use std::sync::Arc;

use crate::config::Config;
use crate::error::Result;
use crate::features::codec::SignatureImage;
use crate::features::connectivity::Connectivity;
use crate::features::endpoint::RemoteEndpoint;
use crate::features::pdf::Placement;
use crate::features::record_store::{PdfSignatureStore, SignatureStore};
use crate::features::records::{DocumentType, PdfSignatureRecord, SignatureRecord};
use crate::features::storage::{FileStore, KeyValueStore};
use crate::features::sync::SyncCoordinator;

/// Owns every long-lived service of the signature core.
///
/// Call [`start`](Self::start) from inside a tokio runtime to begin reacting to
/// connectivity changes; [`shutdown`](Self::shutdown) or dropping the app undoes it.
pub struct SignatureApp {
    signatures: Arc<SignatureStore>,
    pdf_signatures: Arc<PdfSignatureStore>,
    connectivity: Connectivity,
    coordinator: SyncCoordinator,
}

impl SignatureApp {
    pub fn new(
        backend: Arc<dyn KeyValueStore>,
        endpoint: Arc<dyn RemoteEndpoint>,
        connectivity: Connectivity,
    ) -> Self {
        let signatures = Arc::new(SignatureStore::new(backend.clone()));
        let pdf_signatures = Arc::new(PdfSignatureStore::new(backend));
        let coordinator = SyncCoordinator::new(
            signatures.clone(),
            pdf_signatures.clone(),
            endpoint,
            connectivity.clone(),
        );
        Self {
            signatures,
            pdf_signatures,
            connectivity,
            coordinator,
        }
    }

    pub fn from_config(config: &Config) -> Result<Self> {
        let dir = config.resolved_storage_dir();
        let backend = Arc::new(FileStore::open(&dir)?);
        let endpoint = config.build_endpoint()?;
        log::info!("signature storage at {}", dir.display());
        Ok(Self::new(
            backend,
            endpoint,
            Connectivity::new(config.start_online),
        ))
    }

    pub fn start(&self) {
        self.coordinator.install();
    }

    pub fn shutdown(&self) {
        self.coordinator.shutdown();
    }

    /// Stores a standalone signature and kicks off a sync attempt.
    pub async fn save_signature(
        &self,
        document_id: &str,
        document_type: DocumentType,
        image: SignatureImage,
    ) -> Result<SignatureRecord> {
        let record = self
            .signatures
            .append_signature(document_id, document_type, image)
            .await?;
        self.coordinator.trigger();
        Ok(record)
    }

    /// Signs `original` at `placement`, stores the record and kicks off a sync attempt.
    pub async fn save_pdf_signature(
        &self,
        document_id: &str,
        original: Vec<u8>,
        image: SignatureImage,
        placement: Placement,
    ) -> Result<PdfSignatureRecord> {
        let record = self
            .pdf_signatures
            .append_pdf_signature(document_id, original, image, placement)
            .await?;
        self.coordinator.trigger_pdf();
        Ok(record)
    }

    pub fn signatures(&self) -> &SignatureStore {
        &self.signatures
    }

    pub fn pdf_signatures(&self) -> &PdfSignatureStore {
        &self.pdf_signatures
    }

    pub fn connectivity(&self) -> &Connectivity {
        &self.connectivity
    }

    pub fn coordinator(&self) -> &SyncCoordinator {
        &self.coordinator
    }
}

#[cfg(test)]
mod tests {
    use super::*;
    use crate::error::SyncError;
    use crate::features::endpoint::SyncEnvelope;
    use crate::features::pdf::test_support::{sample_pdf, sample_signature};
    use crate::features::storage::MemoryStore;
    use async_trait::async_trait;
    use std::time::Duration;
    use tempfile::tempdir;

    struct AcceptAll;

    #[async_trait]
    impl RemoteEndpoint for AcceptAll {
        async fn push(&self, _envelope: &SyncEnvelope) -> Result<(), SyncError> {
            Ok(())
        }
    }

    async fn settle(app: &SignatureApp) {
        tokio::time::timeout(Duration::from_secs(5), async {
            loop {
                let plain = app.signatures().unsynced_count().await.unwrap();
                let pdf = app.pdf_signatures().unsynced_count().await.unwrap();
                if plain + pdf == 0 {
                    break;
                }
                tokio::time::sleep(Duration::from_millis(5)).await;
            }
        })
        .await
        .expect("records never synced");
    }

    #[tokio::test]
    async fn saves_sync_immediately_when_online() {
        let app = SignatureApp::new(
            Arc::new(MemoryStore::new()),
            Arc::new(AcceptAll),
            Connectivity::new(true),
        );
        app.start();
        app.save_signature("INV-1", DocumentType::Invoice, sample_signature(10, 5))
            .await
            .unwrap();
        app.save_pdf_signature("DN-1", sample_pdf(2), sample_signature(400, 100), Placement::new(50.0, 700.0, 0))
            .await
            .unwrap();
        settle(&app).await;
        app.shutdown();
    }

    #[tokio::test]
    async fn offline_saves_wait_for_reconnect() {
        let app = SignatureApp::new(
            Arc::new(MemoryStore::new()),
            Arc::new(AcceptAll),
            Connectivity::new(false),
        );
        app.start();
        for n in 0..3 {
            app.save_signature(&format!("R-{n}"), DocumentType::Receipt, sample_signature(4, 4))
                .await
                .unwrap();
        }
        tokio::time::sleep(Duration::from_millis(20)).await;
        assert_eq!(app.signatures().list_unsynced().await.unwrap().len(), 3);

        app.connectivity().set_online(true);
        settle(&app).await;
    }

    #[tokio::test]
    async fn failed_pdf_save_reports_and_stores_nothing() {
        let app = SignatureApp::new(
            Arc::new(MemoryStore::new()),
            Arc::new(AcceptAll),
            Connectivity::new(true),
        );
        let err = app
            .save_pdf_signature("DN-2", sample_pdf(1), sample_signature(4, 4), Placement::new(0.0, 0.0, -1))
            .await
            .unwrap_err();
        assert_eq!(err.code(), "page_out_of_range");
        assert!(app.pdf_signatures().is_empty().await.unwrap());
    }

    #[tokio::test]
    async fn from_config_persists_under_storage_dir() {
        let dir = tempdir().unwrap();
        let config = Config {
            storage_dir: Some(dir.path().to_path_buf()),
            ..Config::default()
        };
        {
            let app = SignatureApp::from_config(&config).unwrap();
            app.save_signature("INV-7", DocumentType::Invoice, sample_signature(4, 4))
                .await
                .unwrap();
        }
        let reopened = SignatureApp::from_config(&config).unwrap();
        let listed = reopened.signatures().list().await.unwrap();
        assert_eq!(listed.len(), 1);
        assert_eq!(listed[0].document_id, "INV-7");
        assert!(!listed[0].synced);
    }
}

★ ★ ★ ★ ★ ★ ★

Aim of the exercise => Each line above must be reproduced exactly as it stands.

Exercise response =>
use std::sync::Arc;

use crate::config::Config;
use crate::error::Result;
use crate::features::codec::SignatureImage;
use crate::features::connectivity::Connectivity;
use crate::features::endpoint::RemoteEndpoint;
use crate::features::pdf::Placement;
use crate::features::record_store::{PdfSignatureStore, SignatureStore};
use crate::features::records::{DocumentType, PdfSignatureRecord, SignatureRecord};
use crate::features::storage::{FileStore, KeyValueStore};
use crate::features::sync::SyncCoordinator;

/// Owns every long-lived service of the signature core.
///
/// Call [`start`](Self::start) from inside a tokio runtime to begin reacting to
/// connectivity changes; [`shutdown`](Self::shutdown) or dropping the app undoes it.
pub struct SignatureApp {
    signatures: Arc<SignatureStore>,
    pdf_signatures: Arc<PdfSignatureStore>,
    connectivity: Connectivity,
    coordinator: SyncCoordinator,
}

impl SignatureApp {
    pub fn new(
        backend: Arc<dyn KeyValueStore>,
        endpoint: Arc<dyn RemoteEndpoint>,
        connectivity: Connectivity,
    ) -> Self {
        let signatures = Arc::new(SignatureStore::new(backend.clone()));
        let pdf_signatures = Arc::new(PdfSignatureStore::new(backend));
        let coordinator = SyncCoordinator::new(
            signatures.clone(),
            pdf_signatures.clone(),
            endpoint,
            connectivity.clone(),
        );
        Self {
            signatures,
            pdf_signatures,
            connectivity,
            coordinator,
        }
    }

    pub fn from_config(config: &Config) -> Result<Self> {
        let dir = config.resolved_storage_dir();
        let backend = Arc::new(FileStore::open(&dir)?);
        let endpoint = config.build_endpoint()?;
        log::info!("signature storage at {}", dir.display());
        Ok(Self::new(
            backend,
            endpoint,
            Connectivity::new(config.start_online),
        ))
    }

    pub fn start(&self) {
        self.coordinator.install();
    }

    pub fn shutdown(&self) {
        self.coordinator.shutdown();
    }

    /// Stores a standalone signature and kicks off a sync attempt.
    pub async fn save_signature(
        &self,
        document_id: &str,
        document_type: DocumentType,
        image: SignatureImage,
    ) -> Result<SignatureRecord> {
        let record = self
            .signatures
            .append_signature(document_id, document_type, image)
            .await?;
        self.coordinator.trigger();
        Ok(record)
    }

    /// Signs `original` at `placement`, stores the record and kicks off a sync attempt.
    pub async fn save_pdf_signature(
        &self,
        document_id: &str,
        original: Vec<u8>,
        image: SignatureImage,
        placement: Placement,
    ) -> Result<PdfSignatureRecord> {
        let record = self
            .pdf_signatures
            .append_pdf_signature(document_id, original, image, placement)
            .await?;
        self.coordinator.trigger_pdf();
        Ok(record)
    }

    pub fn signatures(&self) -> &SignatureStore {
        &self.signatures
    }

    pub fn pdf_signatures(&self) -> &PdfSignatureStore {
        &self.pdf_signatures
    }

    pub fn connectivity(&self) -> &Connectivity {
        &self.connectivity
    }

    pub fn coordinator(&self) -> &SyncCoordinator {
        &self.coordinator
    }
}

#[cfg(test)]
mod tests {
    use super::*;
    use crate::error::SyncError;
    use crate::features::endpoint::SyncEnvelope;
    use crate::features::pdf::test_support::{sample_pdf, sample_signature};
    use crate::features::storage::MemoryStore;
    use async_trait::async_trait;
    use std::time::Duration;
    use tempfile::tempdir;

    struct AcceptAll;

    #[async_trait]
    impl RemoteEndpoint for AcceptAll {
        async fn push(&self, _envelope: &SyncEnvelope) -> Result<(), SyncError> {
            Ok(())
        }
    }

    async fn settle(app: &SignatureApp) {
        tokio::time::timeout(Duration::from_secs(5), async {
            loop {
                let plain = app.signatures().unsynced_count().await.unwrap();
                let pdf = app.pdf_signatures().unsynced_count().await.unwrap();
                if plain + pdf == 0 {
                    break;
                }
                tokio::time::sleep(Duration::from_millis(5)).await;
            }
        })
        .await
        .expect("records never synced");
    }

    #[tokio::test]
    async fn saves_sync_immediately_when_online() {
        let app = SignatureApp::new(
            Arc::new(MemoryStore::new()),
            Arc::new(AcceptAll),
            Connectivity::new(true),
        );
        app.start();
        app.save_signature("INV-1", DocumentType::Invoice, sample_signature(10, 5))
            .await
            .unwrap();
        app.save_pdf_signature("DN-1", sample_pdf(2), sample_signature(400, 100), Placement::new(50.0, 700.0, 0))
            .await
            .unwrap();
        settle(&app).await;
        app.shutdown();
    }

    #[tokio::test]
    async fn offline_saves_wait_for_reconnect() {
        let app = SignatureApp::new(
            Arc::new(MemoryStore::new()),
            Arc::new(AcceptAll),
            Connectivity::new(false),
        );
        app.start();
        for n in 0..3 {
            app.save_signature(&format!("R-{n}"), DocumentType::Receipt, sample_signature(4, 4))
                .await
                .unwrap();
        }
        tokio::time::sleep(Duration::from_millis(20)).await;
        assert_eq!(app.signatures().list_unsynced().await.unwrap().len(), 3);

        app.connectivity().set_online(true);
        settle(&app).await;
    }

    #[tokio::test]
    async fn failed_pdf_save_reports_and_stores_nothing() {
        let app = SignatureApp::new(
            Arc::new(MemoryStore::new()),
            Arc::new(AcceptAll),
            Connectivity::new(true),
        );
        let err = app
            .save_pdf_signature("DN-2", sample_pdf(1), sample_signature(4, 4), Placement::new(0.0, 0.0, -1))
            .await
            .unwrap_err();
        assert_eq!(err.code(), "page_out_of_range");
        assert!(app.pdf_signatures().is_empty().await.unwrap());
    }

    #[tokio::test]
    async fn from_config_persists_under_storage_dir() {
        let dir = tempdir().unwrap();
        let config = Config {
            storage_dir: Some(dir.path().to_path_buf()),
            ..Config::default()
        };
        {
            let app = SignatureApp::from_config(&config).unwrap();
            app.save_signature("INV-7", DocumentType::Invoice, sample_signature(4, 4))
                .await
                .unwrap();
        }
        let reopened = SignatureApp::from_config(&config).unwrap();
        let listed = reopened.signatures().list().await.unwrap();
        assert_eq!(listed.len(), 1);
        assert_eq!(listed[0].document_id, "INV-7");
        assert!(!listed[0].synced);
    }
}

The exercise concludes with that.